The course has five goals. Professor Hafrey shows that:

  1. entertainment can educate for managerial action--it is much easier to learn and grow when we enjoy the learning process, and we generally enjoy good stories.
  2. by applying the analytic procedures in the seminar, we can improve ourselves as people and professionals through story--whether at work or home, in a theater, a cinema, or an airport bookstore.
  3. small decisions have big implications--as we discuss the characters in these stories, we discover fundamental attitudes about human nature, and identify the costs and benefits of applying those attitudes to life and work in society and with organizations.
  4. once seminarians have made their values/attitudes explicit, they can better align their professional practice with those values; as they recognize the range of values expressed and behaviors reported by participants in the seminar, they discover that they have choices of how to act.
  5. moderated discussion in the style of the seminar, with its techniques of Socratic inquiry, active listening, and consensus-building, also applies to developing leadership in organizations.
The Method
The course has three components:
  1. Class participation: by joining the discussion in 15.269, students discover what they and their fellows think about a topic. Sloan's students are very diverse in national origin, ethnic identity, and industry background; that diversity makes for very different responses to the same stories, and those differences in turn reveal challenges and possibilities for future action.
  2. Co-teaching: for the co-teaching assignment, students work alone or in pairs to run one full session of the class, after meeting with me to discuss a lesson plan. Running a moderated discussion simulates the advice-gathering that aids successful leadership; and it allows students to develop skills that will later lead to productive meetings on difficult topics.
  3. Three essays: these papers allow students to grasp the big picture of 15.269 by exploring course-related subject matter in an extended argument. The papers allow students to link different readings and recreate the drift of the course in their own terms.

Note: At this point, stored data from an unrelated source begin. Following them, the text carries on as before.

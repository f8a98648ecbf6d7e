//! Error types for optmon-core.

use thiserror::Error;

/// Core error types.
#[derive(Debug, Error)]
pub enum CoreError {
    #[error("Invalid exchange: {0}")]
    InvalidExchange(String),

    #[error("Invalid timestamp: {0}")]
    InvalidTimestamp(String),

    #[error("Decimal parse error: {0}")]
    DecimalParse(#[from] rust_decimal::Error),

    #[error("Invalid configuration: {0}")]
    InvalidConfig(String),
}

/// Result type alias for core operations.
pub type Result<T> = std::result::Result<T, CoreError>;
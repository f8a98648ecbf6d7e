//! Threshold evaluation and exit execution for tracked positions.
//!
//! # Flow
//!
//! ```text
//! underlying price ──► check_position()
//!                         │
//!                         ├─ evaluate() == Hold ──► update_status()  (reporting only)
//!                         │
//!                         └─ evaluate() == Exit ──► apply_exit()
//!                                                    │ try_mark_exiting + save
//!                                                    │ place SELL
//!                                                    │ verify_order_execution()
//!                                                    ├─ filled  ──► completed record, remove, save
//!                                                    ├─ still working ──► cancel, re-check once
//!                                                    │     └─ cancel failed ──► stays EXITING,
//!                                                    │        resolve_pending_exits() next cycle
//!                                                    └─ otherwise ──► back to ACTIVE, save
//! ```

use chrono::{Local, NaiveDateTime};
use optmon_broker::{BrokerRegistry, BrokerSession, OrderParams, TRANSACTION_SELL};
use optmon_core::{
    is_expiry_closing_at, CompletedTradeRecord, Exchange, ExitReason, OptionType, Position,
    PositionStatus, Price, DEFAULT_EXPIRY_EXIT_HOUR,
};
use optmon_telemetry::Metrics;
use optmon_ws::{OrderStatusCode, OrderUpdate};
use rust_decimal::Decimal;
use parking_lot::Mutex;
use std::collections::HashMap;
use std::sync::Arc;
use std::time::Duration;
use tracing::{debug, error, info, warn};

use crate::error::PositionResult;
use crate::price_cache::{price_key, PriceCache};
use crate::store::PositionStore;

/// Minimum option price increment.
pub const OPTION_TICK_SIZE: Decimal = Decimal::from_parts(5, 0, 0, false, 2);
//! Configuration management.

use crate::error::{AppError, AppResult};
use optmon_broker::{SmartApiConfig, StaticTokenResolver, DEFAULT_BASE_URL};
use optmon_core::{Exchange, MarketHours, DEFAULT_EXPIRY_EXIT_HOUR};
use optmon_position::MonitorConfig;
use optmon_ws::{Credentials, SessionConfig, DEFAULT_MARKET_DATA_URL, DEFAULT_ORDER_STATUS_URL};
use serde::Deserialize;
use std::time::Duration;

// ============================================================================
// Streaming
// ============================================================================

/// Streaming feed credentials. Any empty field disables streaming.
#[derive(Debug, Clone, Default, Deserialize)]
pub struct CredentialsConfig {
    #[serde(default)]
    pub auth_token: String,
    #[serde(default)]
    pub api_key: String,
    #[serde(default)]
    pub client_code: String,
    #[serde(default)]
    pub feed_token: String,
}

impl CredentialsConfig {
    #[must_use]
    pub fn is_complete(&self) -> bool {
        !(self.auth_token.is_empty()
            || self.api_key.is_empty()
            || self.client_code.is_empty()
            || self.feed_token.is_empty())
    }
}

impl From<&CredentialsConfig> for Credentials {
    fn from(cfg: &CredentialsConfig) -> Self {
        Self {
            auth_token: cfg.auth_token.clone(),
            api_key: cfg.api_key.clone(),
            client_code: cfg.client_code.clone(),
            feed_token: cfg.feed_token.clone(),
        }
    }
}

#[derive(Debug, Clone, Deserialize)]
pub struct StreamingConfig {
    #[serde(default = "default_market_data_url")]
    pub market_data_url: String,
    #[serde(default = "default_order_status_url")]
    pub order_status_url: String,
    #[serde(default = "default_reconnect_base_delay_ms")]
    pub reconnect_base_delay_ms: u64,
    #[serde(default = "default_reconnect_max_delay_ms")]
    pub reconnect_max_delay_ms: u64,
    /// Consecutive failed attempts before a channel is reported down.
    #[serde(default = "default_max_reconnect_attempts")]
    pub max_reconnect_attempts: u32,
    #[serde(default = "default_heartbeat_interval_ms")]
    pub heartbeat_interval_ms: u64,
    /// Delay between control frames replayed after a reconnect.
    #[serde(default = "default_subscription_pacing_ms")]
    pub subscription_pacing_ms: u64,
}

fn default_market_data_url() -> String {
    DEFAULT_MARKET_DATA_URL.to_string()
}

fn default_order_status_url() -> String {
    DEFAULT_ORDER_STATUS_URL.to_string()
}

fn default_reconnect_base_delay_ms() -> u64 {
    5_000
}

fn default_reconnect_max_delay_ms() -> u64 {
    300_000
}

fn default_max_reconnect_attempts() -> u32 {
    10
}

fn default_heartbeat_interval_ms() -> u64 {
    30_000
}

fn default_subscription_pacing_ms() -> u64 {
    100
}

impl Default for StreamingConfig {
    fn default() -> Self {
        Self {
            market_data_url: default_market_data_url(),
            order_status_url: default_order_status_url(),
            reconnect_base_delay_ms: default_reconnect_base_delay_ms(),
            reconnect_max_delay_ms: default_reconnect_max_delay_ms(),
            max_reconnect_attempts: default_max_reconnect_attempts(),
            heartbeat_interval_ms: default_heartbeat_interval_ms(),
            subscription_pacing_ms: default_subscription_pacing_ms(),
        }
    }
}

impl From<&StreamingConfig> for SessionConfig {
    fn from(cfg: &StreamingConfig) -> Self {
        Self {
            market_data_url: cfg.market_data_url.clone(),
            order_status_url: cfg.order_status_url.clone(),
            reconnect_base_delay_ms: cfg.reconnect_base_delay_ms,
            reconnect_max_delay_ms: cfg.reconnect_max_delay_ms,
            max_reconnect_attempts: cfg.max_reconnect_attempts,
            heartbeat_interval_ms: cfg.heartbeat_interval_ms,
            subscription_pacing_ms: cfg.subscription_pacing_ms,
        }
    }
}

// ============================================================================
// Monitor
// ============================================================================

#[derive(Debug, Clone, Deserialize)]
pub struct MonitorSettings {
    /// Fallback timer period.
    #[serde(default = "default_interval_secs")]
    pub interval_secs: u64,
    #[serde(default = "default_price_cache_ttl_ms")]
    pub price_cache_ttl_ms: u64,
    #[serde(default = "default_verify_max_retries")]
    pub verify_max_retries: u32,
    #[serde(default = "default_verify_delay_ms")]
    pub verify_delay_ms: u64,
    /// Evaluate every position on the timer even while ticks are flowing.
    #[serde(default = "default_fallback_polling")]
    pub fallback_polling: bool,
    #[serde(default = "default_market_open")]
    pub market_open: String,
    #[serde(default = "default_market_close")]
    pub market_close: String,
    #[serde(default = "default_expiry_exit_hour")]
    pub expiry_exit_hour: u32,
}

fn default_interval_secs() -> u64 {
    60
}

fn default_price_cache_ttl_ms() -> u64 {
    5_000
}

fn default_verify_max_retries() -> u32 {
    3
}

fn default_verify_delay_ms() -> u64 {
    5_000
}

fn default_fallback_polling() -> bool {
    true
}

fn default_market_open() -> String {
    "09:15".to_string()
}

fn default_market_close() -> String {
    "15:30".to_string()
}

fn default_expiry_exit_hour() -> u32 {
    DEFAULT_EXPIRY_EXIT_HOUR
}

impl Default for MonitorSettings {
    fn default() -> Self {
        Self {
            interval_secs: default_interval_secs(),
            price_cache_ttl_ms: default_price_cache_ttl_ms(),
            verify_max_retries: default_verify_max_retries(),
            verify_delay_ms: default_verify_delay_ms(),
            fallback_polling: default_fallback_polling(),
            market_open: default_market_open(),
            market_close: default_market_close(),
            expiry_exit_hour: default_expiry_exit_hour(),
        }
    }
}

impl MonitorSettings {
    #[must_use]
    pub fn monitor_config(&self) -> MonitorConfig {
        MonitorConfig {
            verify_max_retries: self.verify_max_retries,
            verify_delay: Duration::from_millis(self.verify_delay_ms),
            expiry_exit_hour: self.expiry_exit_hour,
        }
    }

    pub fn market_hours(&self) -> AppResult<MarketHours> {
        MarketHours::parse(&self.market_open, &self.market_close).ok_or_else(|| {
            AppError::Config(format!(
                "Invalid market hours: {} - {}",
                self.market_open, self.market_close
            ))
        })
    }

    #[must_use]
    pub fn interval(&self) -> Duration {
        Duration::from_secs(self.interval_secs.max(1))
    }

    #[must_use]
    pub fn price_cache_ttl(&self) -> Duration {
        Duration::from_millis(self.price_cache_ttl_ms)
    }
}

// ============================================================================
// Persistence, accounts, instruments
// ============================================================================

#[derive(Debug, Clone, Deserialize)]
pub struct PersistenceConfig {
    #[serde(default = "default_trades_file")]
    pub trades_file: String,
    #[serde(default = "default_completed_trades_file")]
    pub completed_trades_file: String,
}

fn default_trades_file() -> String {
    "option_trades.json".to_string()
}

fn default_completed_trades_file() -> String {
    "completed_option_trades.jsonl".to_string()
}

impl Default for PersistenceConfig {
    fn default() -> Self {
        Self {
            trades_file: default_trades_file(),
            completed_trades_file: default_completed_trades_file(),
        }
    }
}

/// One broker account the monitor places exits for.
#[derive(Debug, Clone, Deserialize)]
pub struct AccountConfig {
    pub client_id: String,
    #[serde(default = "default_api_base_url")]
    pub api_base_url: String,
    pub auth_token: String,
    pub api_key: String,
    #[serde(default = "default_client_ip")]
    pub client_local_ip: String,
    #[serde(default = "default_client_ip")]
    pub client_public_ip: String,
    #[serde(default = "default_mac_address")]
    pub mac_address: String,
}

fn default_api_base_url() -> String {
    DEFAULT_BASE_URL.to_string()
}

fn default_client_ip() -> String {
    "127.0.0.1".to_string()
}

fn default_mac_address() -> String {
    "00:00:00:00:00:00".to_string()
}

impl From<&AccountConfig> for SmartApiConfig {
    fn from(cfg: &AccountConfig) -> Self {
        Self {
            base_url: cfg.api_base_url.clone(),
            auth_token: cfg.auth_token.clone(),
            api_key: cfg.api_key.clone(),
            client_local_ip: cfg.client_local_ip.clone(),
            client_public_ip: cfg.client_public_ip.clone(),
            mac_address: cfg.mac_address.clone(),
        }
    }
}

/// Static symbol-to-token row.
#[derive(Debug, Clone, Deserialize)]
pub struct InstrumentConfig {
    pub symbol: String,
    pub exchange: String,
    pub token: String,
}

// ============================================================================
// AppConfig
// ============================================================================

/// Application configuration.
#[derive(Debug, Clone, Default, Deserialize)]
pub struct AppConfig {
    #[serde(default)]
    pub credentials: CredentialsConfig,
    #[serde(default)]
    pub streaming: StreamingConfig,
    #[serde(default)]
    pub monitor: MonitorSettings,
    #[serde(default)]
    pub persistence: PersistenceConfig,
    #[serde(default)]
    pub accounts: Vec<AccountConfig>,
    #[serde(default)]
    pub instruments: Vec<InstrumentConfig>,
}

impl AppConfig {
    /// Load configuration from file.
    pub fn from_file(path: &str) -> AppResult<Self> {
        let content = std::fs::read_to_string(path)
            .map_err(|e| AppError::Config(format!("Failed to read config: {e}")))?;

        Self::from_toml(&content)
    }

    pub fn from_toml(content: &str) -> AppResult<Self> {
        let config: Self = toml::from_str(content)
            .map_err(|e| AppError::Config(format!("Failed to parse config: {e}")))?;
        config.validate()?;
        Ok(config)
    }

    /// Check values that serde cannot.
    pub fn validate(&self) -> AppResult<()> {
        self.monitor.market_hours()?;
        for instrument in &self.instruments {
            instrument.exchange.parse::<Exchange>().map_err(|e| {
                AppError::Config(format!("instrument {}: {e}", instrument.symbol))
            })?;
        }
        let mut seen = std::collections::HashSet::new();
        for account in &self.accounts {
            if !seen.insert(account.client_id.as_str()) {
                return Err(AppError::Config(format!(
                    "duplicate account {}",
                    account.client_id
                )));
            }
        }
        Ok(())
    }

    /// Token resolver over the configured instruments.
    pub fn token_resolver(&self) -> AppResult<StaticTokenResolver> {
        let mut resolver = StaticTokenResolver::new();
        for instrument in &self.instruments {
            let exchange: Exchange = instrument
                .exchange
                .parse()
                .map_err(|e| AppError::Config(format!("instrument {}: {e}", instrument.symbol)))?;
            resolver.insert(&instrument.symbol, exchange, instrument.token.clone());
        }
        Ok(resolver)
    }
}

Seminar participants routinely report having acquired a sense of community with their fellow students in 15.269. Thus, the seminar itself becomes an experience of ethics in action -- a group of people articulating together what matters most in their lives, and how they can best achieve it.

Course Requirements

Students will be graded on class participation (40%); on the co-teaching with the instructor of one class (10%); and on three papers, five to seven pages in length, submitted at intervals during the semester (50%). In all cases, students' contributions will be judged for the depth of personal and philosophical insight they bring to the seminar. Paper and discussion topics will include those listed in the course description--leadership, diversity, professionalism, consensus, and so on--and will invite students to focus on one or more of the texts/films covered up to that point in the semester; to juxtapose personal experiences and those described in the course material; and to speculate on the implications of the material for a definition of ethical behavior, and on storytelling as a resource for leaders, with its own inherent ethical challenges.